• **Records supplied**
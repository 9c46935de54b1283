//! Clinic store: every entity kind, plus the identity directories
//!
//! Writes are serialized by a single lock so id allocation and unique-email
//! checks see a consistent view. Each mutation commits as one fjall batch.

use crate::{storage_error, Index, StorageEngine, Table};
use async_trait::async_trait;
use carelink_core::auth::{
    DirectoryError, Principal, PrincipalDirectory, ProfileDirectory, ProfileLink, RoleName, RoleSet,
};
use carelink_core::*;
use chrono::NaiveDateTime;
use fjall::PartitionHandle;
use std::collections::BTreeSet;
use std::sync::{Mutex, MutexGuard};
use tracing::{debug, info};

/// Fields of an appointment before it has an id.
#[derive(Debug, Clone, PartialEq, Eq)]
pub struct NewAppointment {
    pub doctor_id: DoctorId,
    pub patient_id: PatientId,
    pub appointment_date: NaiveDateTime,
    pub description: String,
}

#[derive(Debug, Clone, PartialEq, Eq)]
pub struct NewPrescription {
    pub doctor_id: DoctorId,
    pub patient_id: PatientId,
    pub medication_list: BTreeSet<String>,
    pub dosage_instructions: String,
    pub prescribed_date: NaiveDateTime,
    pub valid_until: Option<NaiveDateTime>,
}

#[derive(Debug, Clone, PartialEq, Eq)]
pub struct NewMedicalRecord {
    pub doctor_id: DoctorId,
    pub patient_id: PatientId,
    pub diagnosis: String,
    pub notes: String,
    pub file_name: String,
    pub created_at: NaiveDateTime,
}

pub struct ClinicStore {
    engine: StorageEngine,
    users: Table<User>,
    users_by_email: Index,
    doctors: Table<Doctor>,
    doctors_by_user: Index,
    patients: Table<Patient>,
    patients_by_user: Index,
    appointments: Table<Appointment>,
    prescriptions: Table<Prescription>,
    records: Table<MedicalRecord>,
    documents: PartitionHandle,
    write_lock: Mutex<()>,
}

impl ClinicStore {
    pub fn open(engine: StorageEngine) -> Result<Self> {
        Ok(ClinicStore {
            users: Table::open(&engine, "users")?,
            users_by_email: Index::open(&engine, "users_by_email")?,
            doctors: Table::open(&engine, "doctors")?,
            doctors_by_user: Index::open(&engine, "doctors_by_user")?,
            patients: Table::open(&engine, "patients")?,
            patients_by_user: Index::open(&engine, "patients_by_user")?,
            appointments: Table::open(&engine, "appointments")?,
            prescriptions: Table::open(&engine, "prescriptions")?,
            records: Table::open(&engine, "medical_records")?,
            documents: engine.partition("documents")?,
            write_lock: Mutex::new(()),
            engine,
        })
    }

    fn writer(&self) -> MutexGuard<'_, ()> {
        self.write_lock.lock().unwrap_or_else(|e| e.into_inner())
    }

    // --- users ---

    pub fn create_user(&self, email: &str, password_hash: String, roles: RoleSet) -> Result<User> {
        let _guard = self.writer();
        let mut batch = self.engine.batch();
        let user = self.stage_user(&mut batch, email, password_hash, roles)?;
        self.engine.commit(batch)?;
        info!(user_id = %user.id, roles = ?user.roles, "user created");
        Ok(user)
    }

    fn stage_user(
        &self,
        batch: &mut fjall::Batch,
        email: &str,
        password_hash: String,
        roles: RoleSet,
    ) -> Result<User> {
        let email = normalize_email(email)?;
        if self.users_by_email.lookup(&email)?.is_some() {
            return Err(CoreError::EmailTaken(email));
        }

        let id = self.users.next_id()?;
        let user = User {
            id: UserId(id),
            email,
            password_hash,
            roles,
        };
        self.users.stage_put(batch, id, &user)?;
        self.users.stage_seq(batch, id);
        self.users_by_email.stage_put(batch, &user.email, id);
        Ok(user)
    }

    pub fn user(&self, id: UserId) -> Result<Option<User>> {
        self.users.get(id.get())
    }

    pub fn user_by_email(&self, email: &str) -> Result<Option<User>> {
        let email = email.trim().to_ascii_lowercase();
        match self.users_by_email.lookup(&email)? {
            Some(id) => self.users.get(id),
            None => Ok(None),
        }
    }

    pub fn list_users(&self) -> Result<Vec<User>> {
        self.users.scan()
    }

    /// Remove the login account. Clinical profiles stay, but can no longer
    /// be reached through a principal.
    pub fn delete_user(&self, id: UserId) -> Result<()> {
        let _guard = self.writer();
        let user = self.users.require("User", id.get())?;

        let mut batch = self.engine.batch();
        self.users.stage_remove(&mut batch, id.get());
        self.users_by_email.stage_remove(&mut batch, &user.email);
        self.doctors_by_user.stage_remove(&mut batch, &id.to_string());
        self.patients_by_user.stage_remove(&mut batch, &id.to_string());
        self.engine.commit(batch)?;

        info!(user_id = %id, "user deleted");
        Ok(())
    }

    // --- doctors & patients ---

    /// Create a doctor profile together with its DOCTOR login account.
    pub fn create_doctor(&self, email: &str, password_hash: String, profile: DoctorProfile) -> Result<Doctor> {
        let _guard = self.writer();
        let mut batch = self.engine.batch();
        let user = self.stage_user(&mut batch, email, password_hash, RoleSet::of(&[RoleName::Doctor]))?;

        let id = self.doctors.next_id()?;
        let doctor = Doctor {
            id: DoctorId(id),
            user_id: user.id,
            profile,
        };
        self.doctors.stage_put(&mut batch, id, &doctor)?;
        self.doctors.stage_seq(&mut batch, id);
        self.doctors_by_user.stage_put(&mut batch, &user.id.to_string(), id);
        self.engine.commit(batch)?;

        info!(doctor_id = %doctor.id, user_id = %user.id, "doctor registered");
        Ok(doctor)
    }

    /// Create a patient profile together with its PATIENT login account.
    pub fn create_patient(&self, email: &str, password_hash: String, profile: PatientProfile) -> Result<Patient> {
        let _guard = self.writer();
        let mut batch = self.engine.batch();
        let user = self.stage_user(&mut batch, email, password_hash, RoleSet::of(&[RoleName::Patient]))?;

        let id = self.patients.next_id()?;
        let patient = Patient {
            id: PatientId(id),
            user_id: user.id,
            profile,
        };
        self.patients.stage_put(&mut batch, id, &patient)?;
        self.patients.stage_seq(&mut batch, id);
        self.patients_by_user.stage_put(&mut batch, &user.id.to_string(), id);
        self.engine.commit(batch)?;

        info!(patient_id = %patient.id, user_id = %user.id, "patient registered");
        Ok(patient)
    }

    pub fn doctor(&self, id: DoctorId) -> Result<Option<Doctor>> {
        self.doctors.get(id.get())
    }

    pub fn patient(&self, id: PatientId) -> Result<Option<Patient>> {
        self.patients.get(id.get())
    }

    pub fn doctor_by_user(&self, user_id: UserId) -> Result<Option<Doctor>> {
        match self.doctors_by_user.lookup(&user_id.to_string())? {
            Some(id) => self.doctors.get(id),
            None => Ok(None),
        }
    }

    pub fn patient_by_user(&self, user_id: UserId) -> Result<Option<Patient>> {
        match self.patients_by_user.lookup(&user_id.to_string())? {
            Some(id) => self.patients.get(id),
            None => Ok(None),
        }
    }

    pub fn list_doctors(&self) -> Result<Vec<Doctor>> {
        self.doctors.scan()
    }

    pub fn list_patients(&self) -> Result<Vec<Patient>> {
        self.patients.scan()
    }

    pub fn update_patient(&self, id: PatientId, profile: PatientProfile) -> Result<Patient> {
        let _guard = self.writer();
        let mut patient = self.patients.require("Patient", id.get())?;
        patient.profile = profile;

        let mut batch = self.engine.batch();
        self.patients.stage_put(&mut batch, id.get(), &patient)?;
        self.engine.commit(batch)?;
        Ok(patient)
    }

    // --- appointments ---

    pub fn insert_appointment(&self, new: NewAppointment) -> Result<Appointment> {
        let _guard = self.writer();
        self.patients.require("Patient", new.patient_id.get())?;

        let id = self.appointments.next_id()?;
        let appointment = Appointment {
            id: AppointmentId(id),
            doctor_id: new.doctor_id,
            patient_id: new.patient_id,
            appointment_date: new.appointment_date,
            appointment_status: AppointmentStatus::Scheduled,
            description: new.description,
        };

        let mut batch = self.engine.batch();
        self.appointments.stage_put(&mut batch, id, &appointment)?;
        self.appointments.stage_seq(&mut batch, id);
        self.engine.commit(batch)?;

        debug!(appointment_id = id, doctor_id = %appointment.doctor_id, "appointment scheduled");
        Ok(appointment)
    }

    pub fn appointment(&self, id: AppointmentId) -> Result<Option<Appointment>> {
        self.appointments.get(id.get())
    }

    /// Overwrite an existing appointment.
    pub fn update_appointment(&self, appointment: &Appointment) -> Result<()> {
        let _guard = self.writer();
        let id = appointment.id.get();
        if !self.appointments.contains(id)? {
            return Err(CoreError::NotFound { entity: "Appointment", id });
        }

        let mut batch = self.engine.batch();
        self.appointments.stage_put(&mut batch, id, appointment)?;
        self.engine.commit(batch)
    }

    pub fn delete_appointment(&self, id: AppointmentId) -> Result<()> {
        let _guard = self.writer();
        if !self.appointments.contains(id.get())? {
            return Err(CoreError::NotFound {
                entity: "Appointment",
                id: id.get(),
            });
        }

        let mut batch = self.engine.batch();
        self.appointments.stage_remove(&mut batch, id.get());
        self.engine.commit(batch)
    }

    pub fn list_appointments(&self) -> Result<Vec<Appointment>> {
        self.appointments.scan()
    }

    // --- prescriptions ---

    pub fn insert_prescription(&self, new: NewPrescription) -> Result<Prescription> {
        let _guard = self.writer();
        self.patients.require("Patient", new.patient_id.get())?;

        let id = self.prescriptions.next_id()?;
        let prescription = Prescription {
            id: PrescriptionId(id),
            doctor_id: new.doctor_id,
            patient_id: new.patient_id,
            medication_list: new.medication_list,
            dosage_instructions: new.dosage_instructions,
            prescribed_date: new.prescribed_date,
            valid_until: new.valid_until,
        };

        let mut batch = self.engine.batch();
        self.prescriptions.stage_put(&mut batch, id, &prescription)?;
        self.prescriptions.stage_seq(&mut batch, id);
        self.engine.commit(batch)?;
        Ok(prescription)
    }

    pub fn prescription(&self, id: PrescriptionId) -> Result<Option<Prescription>> {
        self.prescriptions.get(id.get())
    }

    pub fn update_prescription(&self, prescription: &Prescription) -> Result<()> {
        let _guard = self.writer();
        let id = prescription.id.get();
        if !self.prescriptions.contains(id)? {
            return Err(CoreError::NotFound { entity: "Prescription", id });
        }

        let mut batch = self.engine.batch();
        self.prescriptions.stage_put(&mut batch, id, prescription)?;
        self.engine.commit(batch)
    }

    pub fn list_prescriptions(&self) -> Result<Vec<Prescription>> {
        self.prescriptions.scan()
    }

    // --- medical records ---

    /// Store record metadata and its document in one batch. The stored
    /// document name is `{created_at millis}_{file_name}`.
    pub fn insert_record(&self, new: NewMedicalRecord, document: &[u8]) -> Result<MedicalRecord> {
        let file_name = sanitize_file_name(&new.file_name)?;
        let _guard = self.writer();
        self.patients.require("Patient", new.patient_id.get())?;

        let id = self.records.next_id()?;
        let record = MedicalRecord {
            id: MedicalRecordId(id),
            doctor_id: new.doctor_id,
            patient_id: new.patient_id,
            diagnosis: new.diagnosis,
            notes: new.notes,
            medical_documents: format!(
                "{}_{}",
                new.created_at.and_utc().timestamp_millis(),
                file_name
            ),
            created_at: new.created_at,
            updated_at: new.created_at,
        };

        let mut batch = self.engine.batch();
        self.records.stage_put(&mut batch, id, &record)?;
        self.records.stage_seq(&mut batch, id);
        batch.insert(&self.documents, document_key(record.id), document.to_vec());
        self.engine.commit(batch)?;

        info!(record_id = id, bytes = document.len(), "medical record stored");
        Ok(record)
    }

    pub fn record(&self, id: MedicalRecordId) -> Result<Option<MedicalRecord>> {
        self.records.get(id.get())
    }

    pub fn list_records(&self) -> Result<Vec<MedicalRecord>> {
        self.records.scan()
    }

    /// Document bytes of a record
    pub fn document(&self, id: MedicalRecordId) -> Result<Option<Vec<u8>>> {
        self.documents
            .get(document_key(id))
            .map(|raw| raw.map(|bytes| bytes.to_vec()))
            .map_err(storage_error)
    }

    fn profile_link(&self, principal: &Principal) -> Result<ProfileLink> {
        let Some(user) = self.user_by_email(principal.subject_id())? else {
            return Ok(ProfileLink::default());
        };
        Ok(ProfileLink {
            doctor_id: self.doctor_by_user(user.id)?.map(|d| d.id),
            patient_id: self.patient_by_user(user.id)?.map(|p| p.id),
        })
    }
}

• **What the exercise asks**
Collect the lines of the records that include the string "NotFound".

• **Completed task**
            return Err(CoreError::NotFound { entity: "Appointment", id });
            return Err(CoreError::NotFound {
            return Err(CoreError::NotFound { entity: "Prescription", id });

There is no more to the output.